*** Begin section ***

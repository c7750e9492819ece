/// Application state and router builder
///
/// This module defines the shared application state, the Axum router with
/// all routes and middleware, and the session-cookie plumbing.
///
/// # Example
///
/// ```no_run
/// use famtask_api::{app::AppState, config::Config};
/// use famtask_shared::session::SessionStore;
/// use sqlx::PgPool;
///
/// # async fn example() -> anyhow::Result<()> {
/// let config = Config::from_env()?;
/// let pool = PgPool::connect(&config.database.url).await?;
/// let sessions = SessionStore::connect(&config.redis.url).await?;
/// let state = AppState::new(pool, sessions, config);
/// let app = famtask_api::app::build_router(state);
/// # Ok(())
/// # }
/// ```

use crate::{config::Config, error::ApiError};
use axum::{
    extract::{Request, State},
    http::{header, HeaderMap, HeaderValue, Method},
    middleware::Next,
    response::Response,
    routing::{get, post},
    Router,
};
use famtask_shared::session::{AuthContext, SessionStore};
use sqlx::PgPool;
use std::sync::Arc;
use tower_http::{
    cors::CorsLayer,
    trace::{DefaultMakeSpan, DefaultOnResponse, TraceLayer},
};
use tracing::Level;

/// Shared application state
///
/// Cloned for each request handler via Axum's `State` extractor.
#[derive(Clone)]
pub struct AppState {
    /// Database connection pool
    pub db: PgPool,

    /// Session store
    pub sessions: SessionStore,

    /// Application configuration
    pub config: Arc<Config>,
}

impl AppState {
    /// Creates new application state
    pub fn new(db: PgPool, sessions: SessionStore, config: Config) -> Self {
        Self {
            db,
            sessions,
            config: Arc::new(config),
        }
    }

    /// Session cookie name from configuration
    pub fn cookie_name(&self) -> &str {
        &self.config.session.cookie_name
    }
}

/// Builds the complete Axum router with all routes and middleware
///
/// # Architecture
///
/// ```text
/// /
/// ├── /health                            # Health check (public)
/// └── /api/
///     ├── /auth/
///     │   ├── POST /register             # (public)
///     │   ├── POST /login                # (public)
///     │   └── POST /logout
///     ├── /families/
///     │   ├── POST /                     # Create family (becomes active)
///     │   ├── GET  /                     # Caller's families
///     │   ├── GET  /active               # Active family view
///     │   └── POST /switch               # Switch active family
///     ├── GET  /family-members
///     ├── GET  /user/permissions
///     ├── /join-requests/
///     │   ├── POST /                     # Redeem a join code
///     │   ├── GET  /                     # Pending, for approvers
///     │   └── POST /:id/respond
///     └── /tasks/
///         ├── POST /                     # Create task + assignment
///         ├── GET  /                     # Family board
///         ├── GET  /../mytasks           # Personal worklist
///         ├── GET  /pending-approval
///         ├── POST /:id/complete
///         ├── POST /:id/approve
///         └── POST /:id/reject
/// ```
///
/// Everything under `/api` except the auth endpoints sits behind the
/// session middleware.
pub fn build_router(state: AppState) -> Router {
    use crate::routes;

    // Health check (public, no auth)
    let health_routes = Router::new().route("/health", get(routes::health::health_check));

    // Auth routes (public, no auth required)
    let public_auth_routes = Router::new()
        .route("/auth/register", post(routes::auth::register))
        .route("/auth/login", post(routes::auth::login));

    // Everything else requires a session
    let session_routes = Router::new()
        .route("/auth/logout", post(routes::auth::logout))
        .route("/families", post(routes::families::create_family))
        .route("/families", get(routes::families::list_my_families))
        .route("/families/active", get(routes::families::get_active_family))
        .route("/families/switch", post(routes::families::switch_active_family))
        .route("/family-members", get(routes::families::list_family_members))
        .route("/user/permissions", get(routes::families::get_permissions))
        .route("/join-requests", post(routes::join_requests::submit_join_request))
        .route("/join-requests", get(routes::join_requests::list_pending))
        .route(
            "/join-requests/:request_id/respond",
            post(routes::join_requests::respond_to_request),
        )
        .route("/tasks", post(routes::tasks::create_task))
        .route("/tasks", get(routes::tasks::list_family_tasks))
        .route("/mytasks", get(routes::tasks::list_my_tasks))
        .route("/tasks/pending-approval", get(routes::tasks::list_pending_approval))
        .route(
            "/tasks/:assignment_id/complete",
            post(routes::tasks::complete_assignment),
        )
        .route(
            "/tasks/:assignment_id/approve",
            post(routes::tasks::approve_assignment),
        )
        .route(
            "/tasks/:assignment_id/reject",
            post(routes::tasks::reject_assignment),
        )
        .layer(axum::middleware::from_fn_with_state(
            state.clone(),
            session_auth_layer,
        ));

    let api_routes = Router::new().merge(public_auth_routes).merge(session_routes);

    // Configure CORS based on environment
    let cors = if state.config.api.cors_origins.contains(&"*".to_string()) {
        // Development mode: permissive CORS
        CorsLayer::permissive()
    } else {
        let origins: Vec<HeaderValue> = state
            .config
            .api
            .cors_origins
            .iter()
            .filter_map(|origin| origin.parse().ok())
            .collect();

        CorsLayer::new()
            .allow_origin(origins)
            .allow_methods([Method::GET, Method::POST, Method::OPTIONS])
            .allow_headers([header::CONTENT_TYPE])
            .allow_credentials(true)
            .max_age(std::time::Duration::from_secs(3600))
    };

    Router::new()
        .merge(health_routes)
        .nest("/api", api_routes)
        .layer(
            TraceLayer::new_for_http()
                .make_span_with(DefaultMakeSpan::new().level(Level::INFO))
                .on_response(DefaultOnResponse::new().level(Level::INFO)),
        )
        .layer(cors)
        .with_state(state)
}

/// Session authentication middleware layer
///
/// Reads the session token from the request cookie, resolves it against the
/// session store (which refreshes the sliding TTL), and injects
/// `AuthContext` into request extensions.
async fn session_auth_layer(
    State(state): State<AppState>,
    mut req: Request,
    next: Next,
) -> Result<Response, ApiError> {
    let token = extract_session_token(req.headers(), state.cookie_name())
        .ok_or_else(|| ApiError::Unauthorized("Not signed in".to_string()))?;

    let session = state
        .sessions
        .fetch(&token)
        .await?
        .ok_or_else(|| ApiError::Unauthorized("Session expired, sign in again".to_string()))?;

    req.extensions_mut()
        .insert(AuthContext::from_session(token, &session));

    Ok(next.run(req).await)
}

/// Pulls the session token out of the Cookie header, if present
pub fn extract_session_token(headers: &HeaderMap, cookie_name: &str) -> Option<String> {
    let cookie_header = headers.get(header::COOKIE)?.to_str().ok()?;

    for cookie in cookie_header.split(';') {
        if let Some((name, value)) = cookie.trim().split_once('=') {
            if name == cookie_name {
                return Some(value.to_string());
            }
        }
    }

    None
}

/// Builds the Set-Cookie value carrying a session token
pub fn build_session_cookie(cookie_name: &str, token: &str, secure: bool) -> String {
    let mut cookie = format!(
        "{}={}; Path=/; HttpOnly; SameSite=Lax; Max-Age={}",
        cookie_name,
        token,
        famtask_shared::session::SESSION_TTL_SECONDS
    );
    if secure {
        cookie.push_str("; Secure");
    }
    cookie
}

/// Builds the Set-Cookie value that clears the session cookie (logout)
pub fn build_clear_cookie(cookie_name: &str) -> String {
    format!("{}=; Path=/; HttpOnly; SameSite=Lax; Max-Age=0", cookie_name)
}

#[cfg(test)]
mod tests {
    use super::*;

    #[test]
    fn test_extract_session_token() {
        let mut headers = HeaderMap::new();
        headers.insert(
            header::COOKIE,
            HeaderValue::from_static("other=1; famtask_session=abc123; theme=dark"),
        );

        let token = extract_session_token(&headers, "famtask_session");
        assert_eq!(token.as_deref(), Some("abc123"));
    }

    #[test]
    fn test_extract_session_token_missing() {
        let mut headers = HeaderMap::new();
        headers.insert(header::COOKIE, HeaderValue::from_static("other=1"));

        assert!(extract_session_token(&headers, "famtask_session").is_none());
        assert!(extract_session_token(&HeaderMap::new(), "famtask_session").is_none());
    }

    #[test]
    fn test_build_session_cookie() {
        let cookie = build_session_cookie("famtask_session", "tok", false);
        assert!(cookie.starts_with("famtask_session=tok;"));
        assert!(cookie.contains("HttpOnly"));
        assert!(cookie.contains("Max-Age=86400"));
        assert!(!cookie.contains("Secure"));

        let secure = build_session_cookie("famtask_session", "tok", true);
        assert!(secure.ends_with("; Secure"));
    }

    #[test]
    fn test_build_clear_cookie() {
        let cookie = build_clear_cookie("famtask_session");
        assert!(cookie.contains("Max-Age=0"));
        assert!(cookie.starts_with("famtask_session=;"));
    }
}
/// Family endpoints
///
/// # Endpoints
///
/// - `POST /api/families` - Create a family (caller becomes owner, family
///   becomes the session's active family)
/// - `GET /api/families` - List the caller's families with roles
/// - `GET /api/families/active` - Active family view
/// - `POST /api/families/switch` - Switch the active family
/// - `GET /api/family-members` - Members of the active family
/// - `GET /api/user/permissions` - Admin-rights probe for the dashboard

use crate::{
    app::AppState,
    error::{ApiError, ApiResult},
    routes::require_active_family,
};
use axum::{extract::State, Extension, Json};
use famtask_shared::{
    models::{
        family::{validate_family_name, CreateFamily, Family},
        membership::{FamilyMemberView, FamilyRole, Membership, UserFamilyView},
    },
    session::{AuthContext, SessionData},
};
use serde::{Deserialize, Serialize};
use uuid::Uuid;

/// Create family request
#[derive(Debug, Deserialize)]
pub struct CreateFamilyRequest {
    /// Family name (2-50 characters after trimming)
    ///
    /// The original web client posts this as `familyName`
    #[serde(alias = "familyName")]
    pub name: String,
}

/// Create family response
#[derive(Debug, Serialize)]
pub struct CreateFamilyResponse {
    /// New family ID (now the session's active family)
    pub family_id: Uuid,

    /// Family name
    pub name: String,

    /// Join code to share with prospective members
    pub join_code: String,
}

/// Switch active family request
#[derive(Debug, Deserialize)]
pub struct SwitchFamilyRequest {
    /// Family to operate against
    pub family_id: Uuid,
}

/// Active family view
#[derive(Debug, Serialize)]
pub struct ActiveFamilyResponse {
    /// Family ID
    pub family_id: Uuid,

    /// Family name
    pub name: String,

    /// The caller's role
    pub role: FamilyRole,

    /// Join code, only shown to owners/admins (they share it)
    #[serde(skip_serializing_if = "Option::is_none")]
    pub join_code: Option<String>,
}

/// Permissions probe response
#[derive(Debug, Serialize)]
pub struct PermissionsResponse {
    /// Whether the caller may use the admin panel for the active family
    #[serde(rename = "hasAdminRights")]
    pub has_admin_rights: bool,
}

/// Simple confirmation response
#[derive(Debug, Serialize)]
pub struct MessageResponse {
    /// Confirmation message
    pub message: String,
}

/// Creates a family
///
/// Validates the trimmed name, allocates a unique join code, and inserts
/// the family row together with the caller's owner membership in one
/// transaction. On success the new family becomes the session's active
/// family.
///
/// # Errors
///
/// - `422 Unprocessable Entity`: Name out of range
/// - `500 Internal Server Error`: Join-code allocation exhausted
pub async fn create_family(
    State(state): State<AppState>,
    Extension(ctx): Extension<AuthContext>,
    Json(req): Json<CreateFamilyRequest>,
) -> ApiResult<Json<CreateFamilyResponse>> {
    let name = validate_family_name(&req.name).map_err(|e| {
        ApiError::ValidationError(vec![crate::error::ValidationErrorDetail {
            field: "name".to_string(),
            message: e,
        }])
    })?;

    let family = Family::create(
        &state.db,
        CreateFamily {
            name: name.to_string(),
            owner_id: ctx.user_id,
        },
    )
    .await?;

    // The creator starts operating against the new family immediately
    state
        .sessions
        .update(
            &ctx.token,
            &SessionData {
                user_id: ctx.user_id,
                active_family_id: Some(family.id),
            },
        )
        .await?;

    Ok(Json(CreateFamilyResponse {
        family_id: family.id,
        name: family.name,
        join_code: family.join_code,
    }))
}

/// Lists the caller's families with roles
pub async fn list_my_families(
    State(state): State<AppState>,
    Extension(ctx): Extension<AuthContext>,
) -> ApiResult<Json<Vec<UserFamilyView>>> {
    let families = Membership::list_families_for_user(&state.db, ctx.user_id).await?;
    Ok(Json(families))
}

/// Returns the session's active family
///
/// The join code is included for owners/admins only, since they are the
/// ones who hand it out.
///
/// # Errors
///
/// - `400 Bad Request`: No active family selected
/// - `403 Forbidden`: Caller is not a member of the active family
/// - `404 Not Found`: Active family no longer exists
pub async fn get_active_family(
    State(state): State<AppState>,
    Extension(ctx): Extension<AuthContext>,
) -> ApiResult<Json<ActiveFamilyResponse>> {
    let family_id = require_active_family(&ctx)?;

    let family = Family::find_by_id(&state.db, family_id)
        .await?
        .ok_or_else(|| ApiError::NotFound("Family not found".to_string()))?;

    let role = Membership::get_role(&state.db, family_id, ctx.user_id)
        .await?
        .ok_or_else(|| ApiError::Forbidden("Not a member of this family".to_string()))?;

    let join_code = role.has_admin_rights().then_some(family.join_code);

    Ok(Json(ActiveFamilyResponse {
        family_id: family.id,
        name: family.name,
        role,
        join_code,
    }))
}

/// Switches the session's active family
///
/// # Errors
///
/// - `403 Forbidden`: Caller is not a member of the target family
pub async fn switch_active_family(
    State(state): State<AppState>,
    Extension(ctx): Extension<AuthContext>,
    Json(req): Json<SwitchFamilyRequest>,
) -> ApiResult<Json<MessageResponse>> {
    let is_member = Membership::is_member(&state.db, req.family_id, ctx.user_id).await?;
    if !is_member {
        return Err(ApiError::Forbidden(
            "Not a member of this family".to_string(),
        ));
    }

    state
        .sessions
        .update(
            &ctx.token,
            &SessionData {
                user_id: ctx.user_id,
                active_family_id: Some(req.family_id),
            },
        )
        .await?;

    tracing::debug!(user_id = %ctx.user_id, family_id = %req.family_id, "Active family switched");

    Ok(Json(MessageResponse {
        message: "Active family switched".to_string(),
    }))
}

/// Lists members of the active family
///
/// Feeds the task-assignment dropdown, so it returns (id, username, role)
/// triples ordered by join date.
pub async fn list_family_members(
    State(state): State<AppState>,
    Extension(ctx): Extension<AuthContext>,
) -> ApiResult<Json<Vec<FamilyMemberView>>> {
    let family_id = require_active_family(&ctx)?;
    let members = Membership::list_members(&state.db, family_id).await?;
    Ok(Json(members))
}

/// Admin-rights probe
///
/// The dashboard calls this before a family may have been selected, so a
/// missing active family answers `false` rather than failing.
pub async fn get_permissions(
    State(state): State<AppState>,
    Extension(ctx): Extension<AuthContext>,
) -> ApiResult<Json<PermissionsResponse>> {
    let has_admin_rights = match ctx.active_family_id {
        Some(family_id) => Membership::get_role(&state.db, family_id, ctx.user_id)
            .await?
            .map(|role| role.has_admin_rights())
            .unwrap_or(false),
        None => false,
    };

    Ok(Json(PermissionsResponse { has_admin_rights }))
}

*** End section ***

_What you should do_
Whenever a line in the data above contains the word "Forbidden", include it in the tally, and report only the final number.

_Output of the exercise_
4